── Data supplied

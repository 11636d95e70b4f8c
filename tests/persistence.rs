//! Local saves, rejected saves, and the remote sink failing underneath.

use std::collections::BTreeMap;
use std::sync::atomic::{AtomicUsize, Ordering};
use std::sync::Arc;

use anyhow::Result;
use async_trait::async_trait;
use tempfile::TempDir;

use ellsberg::config::ExperimentConfig;
use ellsberg::design::{BoxChoice, ExperimentDesign, Phase};
use ellsberg::engine::{RoundAdvance, Session};
use ellsberg::persist::{load_results, PersistError, Recorder};
use ellsberg::record::{
    DebriefResponses, ParticipantId, QuestionField, QuestionnaireResponses, QUESTIONNAIRE_COLUMNS, RESULT_COLUMNS,
};
use ellsberg::remote::{RemoteConfig, RemoteError, RemoteHandle, RowBatch, RowTransport};
use ellsberg::retry::RetryConfig;

fn config(dir: &TempDir) -> ExperimentConfig {
    let path = |name: &str| dir.path().join(name).to_string_lossy().to_string();
    ExperimentConfig {
        results_csv: path("results.csv"),
        questionnaire_csv: path("questionnaires.csv"),
        debrief_dir: path(""),
        archive_path: path("archive.sqlite"),
        ..Default::default()
    }
}

fn pid(s: &str) -> ParticipantId {
    ParticipantId::parse(s).unwrap()
}

fn played_phase(participant: &str, phase: Phase) -> Session {
    let mut s = Session::create(pid(participant), ExperimentDesign::default(), 77).unwrap();
    s.reset_for_phase(phase).unwrap();
    loop {
        s.play_round(BoxChoice::B, 0.8).unwrap();
        if s.next_round().unwrap() == RoundAdvance::PhaseComplete {
            break;
        }
    }
    s
}

#[test]
fn saving_nothing_is_rejected_and_writes_nothing() {
    let dir = TempDir::new().unwrap();
    let cfg = config(&dir);
    let recorder = Recorder::new(&cfg);

    assert!(matches!(
        recorder.save_round_data(Some(&pid("1")), &[], None),
        Err(PersistError::NoData)
    ));
    let s = played_phase("1", Phase::One);
    assert!(matches!(
        recorder.save_round_data(None, s.trial_log(), Some(s.initial_probs())),
        Err(PersistError::MissingParticipant)
    ));
    assert!(matches!(
        recorder.save_round_data(Some(&pid("2")), s.trial_log(), None),
        Err(PersistError::ParticipantMismatch { .. })
    ));
    assert!(!dir.path().join("results.csv").exists());
}

#[test]
fn phases_append_under_a_single_header() {
    let dir = TempDir::new().unwrap();
    let cfg = config(&dir);
    let recorder = Recorder::new(&cfg);

    let mut s = played_phase("12", Phase::Two);
    recorder.save_phase(&s.phase_export(Phase::Two).unwrap()).unwrap();
    s.reset_for_phase(Phase::Three).unwrap();
    s.play_round(BoxChoice::A, 1.5).unwrap();
    recorder.save_phase(&s.phase_export(Phase::Three).unwrap()).unwrap();

    let text = std::fs::read_to_string(&cfg.results_csv).unwrap();
    let lines: Vec<&str> = text.lines().collect();
    assert_eq!(lines[0], RESULT_COLUMNS.join(","));
    assert_eq!(lines.len(), 1 + 25 + 1);
    assert_eq!(text.matches("participant_id").count(), 1);

    let rows = load_results(recorder.results_path(), &pid("12")).unwrap();
    assert_eq!(rows.len(), 26);
    // each row carries its own phase's starting snapshot
    let init_two = s.initial_probs()[&Phase::Two];
    let init_three = s.initial_probs()[&Phase::Three];
    assert_eq!(rows[0].1, Some(init_two));
    assert_eq!(rows[25].1, Some(init_three));
    assert_eq!(rows[25].0.phase, Phase::Three);
}

#[test]
fn questionnaire_blanks_and_bad_answers() {
    let dir = TempDir::new().unwrap();
    let cfg = config(&dir);
    let recorder = Recorder::new(&cfg);

    let empty = QuestionnaireResponses::new();
    assert!(matches!(
        recorder.save_questionnaire(Some(&pid("4")), Some(Phase::One), &empty),
        Err(PersistError::NoResponses)
    ));
    let partial = QuestionnaireResponses::new().with(QuestionField::Stress, "3");
    assert!(matches!(
        recorder.save_questionnaire(Some(&pid("4")), None, &partial),
        Err(PersistError::MissingPhase)
    ));
    let bad = QuestionnaireResponses::new().with(QuestionField::Confidence, "9");
    assert!(matches!(
        recorder.save_questionnaire(Some(&pid("4")), Some(Phase::One), &bad),
        Err(PersistError::Questionnaire(_))
    ));
    let off_phase = QuestionnaireResponses::new().with(QuestionField::Mechanism, "none");
    assert!(recorder
        .save_questionnaire(Some(&pid("4")), Some(Phase::One), &off_phase)
        .is_err());

    recorder
        .save_questionnaire(Some(&pid("4")), Some(Phase::One), &partial)
        .unwrap();
    let text = std::fs::read_to_string(&cfg.questionnaire_csv).unwrap();
    let lines: Vec<&str> = text.lines().collect();
    assert_eq!(lines.len(), 2);
    assert_eq!(lines[0], QUESTIONNAIRE_COLUMNS.join(","));
    // unanswered columns stay blank
    let fields: Vec<&str> = lines[1].split(',').collect();
    assert_eq!(fields.len(), QUESTIONNAIRE_COLUMNS.len());
    assert_eq!(fields.iter().filter(|f| !f.is_empty()).count(), 3);
}

#[test]
fn debrief_gets_its_own_file() {
    let dir = TempDir::new().unwrap();
    let recorder = Recorder::new(&config(&dir));
    let debrief = DebriefResponses {
        overall_stress: 2,
        overall_confidence: 5,
        phase_preference: "1".into(),
        final_strategy: "mostly A, then \"gambled\"".into(),
        comments: String::new(),
    };
    let path = recorder.save_debrief(&pid("31"), &debrief).unwrap();
    assert!(path.file_name().unwrap().to_string_lossy().starts_with("debrief_pid31_"));
    let text = std::fs::read_to_string(&path).unwrap();
    assert!(text.contains("\"mostly A, then \"\"gambled\"\"\""));

    let bad = DebriefResponses {
        overall_stress: 0,
        ..debrief
    };
    assert!(recorder.save_debrief(&pid("31"), &bad).is_err());
}

struct Down {
    calls: Arc<AtomicUsize>,
}

#[async_trait]
impl RowTransport for Down {
    async fn append_rows(&self, _batch: &RowBatch) -> Result<()> {
        self.calls.fetch_add(1, Ordering::SeqCst);
        Err(RemoteError::Unavailable("connection refused".into()).into())
    }
}

#[tokio::test]
async fn remote_failure_never_touches_the_local_save() {
    let dir = TempDir::new().unwrap();
    let cfg = config(&dir);
    let calls = Arc::new(AtomicUsize::new(0));
    let (handle, mut status) = RemoteHandle::spawn(
        Down { calls: calls.clone() },
        RemoteConfig {
            retry: RetryConfig {
                max_retries: 2,
                base_delay_ms: 1,
                max_delay_ms: 2,
                jitter_factor: 0.0,
            },
            breaker_threshold: 5,
            breaker_cooldown: 1,
        },
    );
    let recorder = Recorder::new(&cfg).with_remote(handle);

    let s = played_phase("9", Phase::Three);
    let mut init = BTreeMap::new();
    init.insert(Phase::Three, s.initial_probs()[&Phase::Three]);
    let written = recorder.save_round_data(Some(&pid("9")), s.trial_log(), Some(&init)).unwrap();
    assert_eq!(written, 25);
    recorder.close().await;

    assert!(status.recv().await.is_some());
    assert_eq!(calls.load(Ordering::SeqCst), 3);
    let rows = load_results(std::path::Path::new(&cfg.results_csv), &pid("9")).unwrap();
    assert_eq!(rows.len(), 25);
}

#[test]
fn unwritable_results_file_keeps_phase_for_retry_and_fallback() {
    let dir = TempDir::new().unwrap();
    let mut cfg = config(&dir);
    // a directory where the results file should be: every append fails
    let blocked = dir.path().join("blocked.csv");
    std::fs::create_dir(&blocked).unwrap();
    cfg.results_csv = blocked.to_string_lossy().to_string();
    let recorder = Recorder::new(&cfg);

    let s = played_phase("21", Phase::Two);
    let export = s.phase_export(Phase::Two).unwrap();
    let err = recorder.save_phase(&export).unwrap_err();
    assert!(matches!(err, PersistError::Io { .. }));
    assert!(err.is_retryable());
    assert!(!PersistError::NoData.is_retryable());

    // nothing in memory was lost; the same export saves again
    assert_eq!(s.phase_export(Phase::Two).unwrap(), export);
    assert!(recorder.save_phase(&export).unwrap_err().is_retryable());

    let path = recorder.export_fallback(&export).unwrap();
    assert!(path
        .file_name()
        .unwrap()
        .to_string_lossy()
        .starts_with("results_phase2_pid21_"));
    let rows = load_results(&path, &pid("21")).unwrap();
    assert_eq!(rows.len(), 25);
    assert_eq!(rows[0].1, Some(export.initial));
    assert_eq!(rows[24].0.cumulative_earnings, s.cumulative_earnings());

    // once the file is writable again the retry goes through
    cfg.results_csv = dir.path().join("results.csv").to_string_lossy().to_string();
    assert_eq!(Recorder::new(&cfg).save_phase(&export).unwrap(), 25);
}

────

**Assignment:**
Wherever a line of the data above contains "mostly", copy that line.

**Solved problem:**
        final_strategy: "mostly A, then \"gambled\"".into(),
    assert!(text.contains("\"mostly A, then \"\"gambled\"\"\""));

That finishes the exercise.